All is well when you scan N - hosts, and this N does not exceed 10 or 20 pieces. But what if the number of hosts becomes much larger? Now let's imagine that some of these hosts, for example dev.example.com or test123.example.com, were simply forgotten by the developers to decommission and they are not included in the analysis? Every time you write a report and spend a significant part of your time on it?I'm not a fan of scribbled reports at all, especially at such a simple stage. Therefore, I began to look for simple ways to solve this problem.
As the classics said, everything ingenious is simple.
nmap-bootstrap-xsl
Link to developer's github Produces a
nice html page where everything is conveniently broken down and presented.
How to use?
1. Download the stylesheet itself link
2. Add nmap-bootstrap.xsl as a stylesheet to your Nmap scan with the --stylesheet argument:
nmap -sS -A -p0-65535 -oA drive2 --stylesheet /home/kali/OSINT/nmap-bootstrap-xsl/nmap-bootstrap.xsl -iL /home/kali/Documents/Habr/drive2_domain.txt
drive2- the name of the xml file that will be created after nmap
3. Use xsltproc to convert the file to html.
xsltproc -o drive2.html /home/kali/OSINT/nmap-bootstrap-xsl/nmap-bootstrap.xsl drive2.xml
drive2.html - the name of the html page that will turn out
drive2.xml - the name of the xml file that was created after nmap
Demonstration of work
To demonstrate the work we take any open program on bug bounties, for example DRIVE.NET, Inc .
Let's find all the domains of the * .drive2.ru domain and scan them with nmap right away using the nmap-bootstrap-xsl style.

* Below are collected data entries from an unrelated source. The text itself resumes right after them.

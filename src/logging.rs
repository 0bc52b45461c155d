//! logging.rs
//! Per-run log file with severity tags. One serialized sink shared by
//! every component; console diagnostics go through the `log` crate
//! macros instead and are independent of this file.

use std::fs::File;
use std::io::{self, Write};
use std::path::Path;
use std::sync::Arc;
use std::time::{SystemTime, UNIX_EPOCH};

use parking_lot::Mutex;

/// Severity of a log entry. Entries below the sink's threshold are
/// dropped.
#[derive(Debug, Clone, Copy, PartialEq, Eq, PartialOrd, Ord)]
pub enum LogLevel {
    Debug,
    Info,
    Warning,
    Error,
    Fatal,
}

impl LogLevel {
    fn tag(self) -> &'static str {
        match self {
            LogLevel::Debug => "[DEBUG]",
            LogLevel::Info => "[INFO]",
            LogLevel::Warning => "[WARNING]",
            LogLevel::Error => "[ERROR]",
            LogLevel::Fatal => "[FATAL]",
        }
    }
}

pub type SharedLogger = Arc<Logger>;

/// Line-oriented log sink. Each record is
/// `<unix_ts> [<LEVEL>] "<message>"` and is flushed before the lock is
/// released, so concurrent callers never interleave within one record.
pub struct Logger {
    sink: Mutex<File>,
    min_level: LogLevel,
}

impl Logger {
    pub fn create(path: &Path, min_level: LogLevel) -> io::Result<Self> {
        let mut file = File::create(path)?;
        writeln!(file, "# format is: timestamp [LogLevel] \"message\"")?;
        let logger = Self {
            sink: Mutex::new(file),
            min_level,
        };
        logger.log(LogLevel::Info, "logfile created");
        Ok(logger)
    }

    pub fn log(&self, level: LogLevel, msg: &str) {
        if level < self.min_level {
            return;
        }
        let mut sink = self.sink.lock();
        let _ = writeln!(sink, "{} {} \"{}\"", unix_now(), level.tag(), msg);
        let _ = sink.flush();
    }

    /// Logs an error value with a context prefix and the error's static
    /// type name as its tag.
    pub fn log_error<E: std::error::Error>(&self, level: LogLevel, prefix: &str, err: &E) {
        self.log(
            level,
            &format!("{}: type-[{}] msg-[{}]", prefix, std::any::type_name::<E>(), err),
        );
    }
}

pub fn unix_now() -> u64 {
    SystemTime::now()
        .duration_since(UNIX_EPOCH)
        .unwrap_or_default()
        .as_secs()
}

#[cfg(test)]
mod tests {
    use super::*;

    fn read_log(dir: &tempfile::TempDir) -> Vec<String> {
        let text = std::fs::read_to_string(dir.path().join("log.txt")).unwrap();
        text.lines().map(str::to_string).collect()
    }

    #[test]
    fn records_are_tagged_and_quoted() {
        let dir = tempfile::tempdir().unwrap();
        let logger = Logger::create(&dir.path().join("log.txt"), LogLevel::Debug).unwrap();
        logger.log(LogLevel::Warning, "buffer overflow, dropped 12");

        let lines = read_log(&dir);
        assert_eq!(lines[0], "# format is: timestamp [LogLevel] \"message\"");
        assert!(lines[1].ends_with("[INFO] \"logfile created\""));
        let last = lines.last().unwrap();
        assert!(last.contains("[WARNING] \"buffer overflow, dropped 12\""));
        let ts: u64 = last.split(' ').next().unwrap().parse().unwrap();
        assert!(ts > 0);
    }

    #[test]
    fn entries_below_threshold_are_dropped() {
        let dir = tempfile::tempdir().unwrap();
        let logger = Logger::create(&dir.path().join("log.txt"), LogLevel::Warning).unwrap();
        logger.log(LogLevel::Debug, "chatter");
        logger.log(LogLevel::Info, "more chatter");
        logger.log(LogLevel::Error, "kept");

        let lines = read_log(&dir);
        assert_eq!(lines.len(), 2); // preamble + the error
        assert!(lines[1].contains("[ERROR] \"kept\""));
    }

    #[test]
    fn log_error_includes_type_tag_and_message() {
        let dir = tempfile::tempdir().unwrap();
        let logger = Logger::create(&dir.path().join("log.txt"), LogLevel::Debug).unwrap();
        let err = std::io::Error::new(std::io::ErrorKind::NotFound, "gone");
        logger.log_error(LogLevel::Fatal, "open failed", &err);

        let lines = read_log(&dir);
        let last = lines.last().unwrap();
        assert!(last.contains("[FATAL]"));
        assert!(last.contains("open failed: type-["));
        assert!(last.contains("msg-[gone]"));
    }
}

1. Search for domains of the * .drive2.ru domain using sublister ( link to github )
2. Run nmap scan
3. Received files after scanning.
4. Use xsltproc to convert the file to html.
xsltproc -o drive2.html /home/kali/OSINT/nmap-bootstrap-xsl/nmap-bootstrap.xsl drive2.xml
5. We look at the result
An example of the final html page added to Yandex disk. ( link to Yandex disk )
Output
The presented solution is as simple as possible. You just need to download this style and enable it when scanning. This will allow you to get a list of hosts with open ports and services, in a convenient readable form.
I hope the information provided will help you save time on the tasks that I encountered and described in the article.
It would also be interesting to know who uses what for such tasks. It will be cool if you share something interesting in the comments. All beaver.